Comment utilise-t-on ce bois ? La France a perdu depuis des années sa capacité à transformer les bois de grumes, et l’on en est donc arrivé aujourd’hui à exporter des grumes en Asie, mais quelquefois aussi dans des zones européennes beaucoup plus proches, comme l’Autriche, pour être sciées et débitées. Cela nous fait perdre la valeur ajoutée de la transformation et, surtout – je le souligne ici –, l’ensemble des co-produits de ce sciage qui pourraient servir à faire de la cogénération et du bois énergie. Par conséquent, sur ces deux sujets, nous sommes vraiment perdants.

À partir de là, nous devons avoir une ambition, couplée avec un troisième axe, à savoir les débouchés : le bois comme matériau de construction et d’isolation. Cette utilisation du bois doit être complètement revue.

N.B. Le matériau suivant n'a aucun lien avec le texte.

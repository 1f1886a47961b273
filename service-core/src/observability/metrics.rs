use metrics_exporter_prometheus::{PrometheusBuilder, PrometheusHandle};
use std::sync::OnceLock;

static METRICS_HANDLE: OnceLock<PrometheusHandle> = OnceLock::new();

/// Install the process-wide Prometheus recorder.
///
/// Safe to call more than once; only the first call installs a recorder.
/// Returns `None` if another recorder was installed outside this function.
pub fn init_metrics() -> Option<PrometheusHandle> {
    if let Some(handle) = METRICS_HANDLE.get() {
        return Some(handle.clone());
    }

    match PrometheusBuilder::new().install_recorder() {
        Ok(handle) => Some(METRICS_HANDLE.get_or_init(|| handle).clone()),
        Err(e) => {
            tracing::warn!("Prometheus recorder not installed: {}", e);
            METRICS_HANDLE.get().cloned()
        }
    }
}

/// Render the current metrics in Prometheus text format.
pub fn render_metrics() -> String {
    METRICS_HANDLE
        .get()
        .map(|handle| handle.render())
        .unwrap_or_default()
}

Ce sont ces trois axes qui vont être l’objet du projet de loi que nous allons examiner : mobiliser et renouveler notre forêt, restructurer et investir dans des outils de transformation, enfin, développer des débouchés.

Au-delà – et sur les questions sanitaires, je vous rejoins –, nous allons devoir engager une discussion sur les bois et les coupes, ainsi que sur les meubles, même si, juridiquement, les difficultés sont nombreuses. Pour progresser, il faut partir des trois grands principes que j’évoquais et structurer cette filière, en ayant pour objectif – vous l’avez dit – de retrouver le potentiel de création d’emplois que nous avons perdu après l’avoir laissé dépérir.

Cette discussion aura lieu au début de l’année prochaine, sur la base des rapports de Jean-Yves Caullet et du CGAAER, dans le cadre de l’examen du projet de loi d’avenir pour l’agriculture, qui devra aussi intégrer un certain nombre de points que vous avez évoqués. L’un d’entre eux présente beaucoup plus de difficultés que les autres : l’instauration d’une taxe supplémentaire à l’export.

D’une part, cette redevance pourrait avoir pour conséquence une diminution de nos exportations. La question est juridiquement très compliquée.

D’autre part, il vaut mieux dynamiser la filière en amont plutôt que d’essayer de récupérer des recettes en aval, dans une situation où, justement, il faut plutôt favoriser la sortie du bois, sa transformation et sa valorisation.

En tout cas, monsieur le sénateur, je vous sais attaché, comme certains de vos collègues ici, à cette belle filière.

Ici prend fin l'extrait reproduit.